*** Opening of RECORDS FOR PROCESSING ***

//! Persistent store interface
//!
//! The engine only ever talks to storage through `Store`. Every method that
//! touches more than one record (placing a bet, committing a settlement) is a
//! single atomic operation in the implementation, so callers never observe a
//! debit without its bet or a credit without its outcome record.

use crate::config::{StorageBackend, StorageConfig};
use crate::errors::{ColorbetResult, StorageError};
use crate::games::types::{Amount, Bet, Outcome, RoundId, SettlementRecord, User, UserId};
use async_trait::async_trait;
use std::collections::BTreeMap;
use std::future::Future;
use std::sync::Arc;
use std::time::Duration;

pub mod memory;
#[cfg(feature = "rocksdb-store")]
pub mod rocks;

pub use memory::MemoryStore;
#[cfg(feature = "rocksdb-store")]
pub use rocks::RocksStore;

/// Everything settlement writes for one round, applied as one unit
#[derive(Debug, Clone)]
pub struct SettlementCommit {
    pub outcome: Outcome,
    pub records: Vec<SettlementRecord>,
    /// Total payout per bettor; zero entries are reported back but not applied
    pub credits: BTreeMap<UserId, Amount>,
}

impl SettlementCommit {
    pub fn round_id(&self) -> RoundId {
        self.outcome.round_id
    }
}

#[derive(Debug, Clone, PartialEq, Eq)]
pub enum CommitStatus {
    /// Credits applied; balances after the commit for every bettor
    Committed { balances: BTreeMap<UserId, Amount> },
    /// An outcome for this round was already persisted; nothing was written
    AlreadySettled,
}

#[async_trait]
pub trait Store: Send + Sync {
    async fn get_user(&self, user_id: &str) -> Result<User, StorageError>;

    async fn create_user(&self, user_id: &str, balance: Amount) -> Result<User, StorageError>;

    /// Atomic increment/decrement; refuses to take a balance below zero
    async fn adjust_balance(&self, user_id: &str, delta: i64) -> Result<Amount, StorageError>;

    /// Debit `bet.stake` and append the bet to its round in one step.
    /// Returns the balance after the debit.
    async fn place_bet(&self, bet: &Bet) -> Result<Amount, StorageError>;

    /// Remove and return every pending bet for `round_id`
    async fn drain_bets_for_round(&self, round_id: RoundId) -> Result<Vec<Bet>, StorageError>;

    async fn outcome_exists_for_round(&self, round_id: RoundId) -> Result<bool, StorageError>;

    /// Apply credits, settlement records and the outcome record atomically.
    /// Must return `AlreadySettled` without writing if the outcome exists.
    async fn commit_settlement(&self, commit: &SettlementCommit) -> Result<CommitStatus, StorageError>;

    /// Newest first
    async fn recent_outcomes(&self, limit: usize) -> Result<Vec<Outcome>, StorageError>;

    /// Newest first
    async fn settlement_records_for_user(
        &self,
        user_id: &str,
        limit: usize,
    ) -> Result<Vec<SettlementRecord>, StorageError>;

    async fn pending_bets_for_user(&self, user_id: &str) -> Result<Vec<Bet>, StorageError>;

    /// Highest round id with a persisted outcome
    async fn latest_round_id(&self) -> Result<Option<RoundId>, StorageError>;
}

/// Run a store call with an upper bound on its duration
pub async fn bounded<T, F>(timeout: Duration, fut: F) -> Result<T, StorageError>
where
    F: Future<Output = Result<T, StorageError>>,
{
    match tokio::time::timeout(timeout, fut).await {
        Ok(result) => result,
        Err(_) => Err(StorageError::Timeout(timeout.as_millis() as u64)),
    }
}

/// Open the store selected by configuration
pub fn open_store(config: &StorageConfig) -> ColorbetResult<Arc<dyn Store>> {
    match config.backend {
        StorageBackend::Memory => Ok(Arc::new(MemoryStore::new())),
        #[cfg(feature = "rocksdb-store")]
        StorageBackend::Rocksdb => Ok(Arc::new(RocksStore::open(&config.data_directory)?)),
        #[cfg(not(feature = "rocksdb-store"))]
        StorageBackend::Rocksdb => Err(crate::errors::ConfigurationError::InvalidValue {
            field: "storage.backend".to_string(),
            value: "rocksdb".to_string(),
            reason: "Built without the rocksdb-store feature".to_string(),
        }
        .into()),
    }
}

*** Close of RECORDS FOR PROCESSING ***

Tally up the lines above containing "ColorbetResult"; the number is the full answer.

◆ ANSWER: 2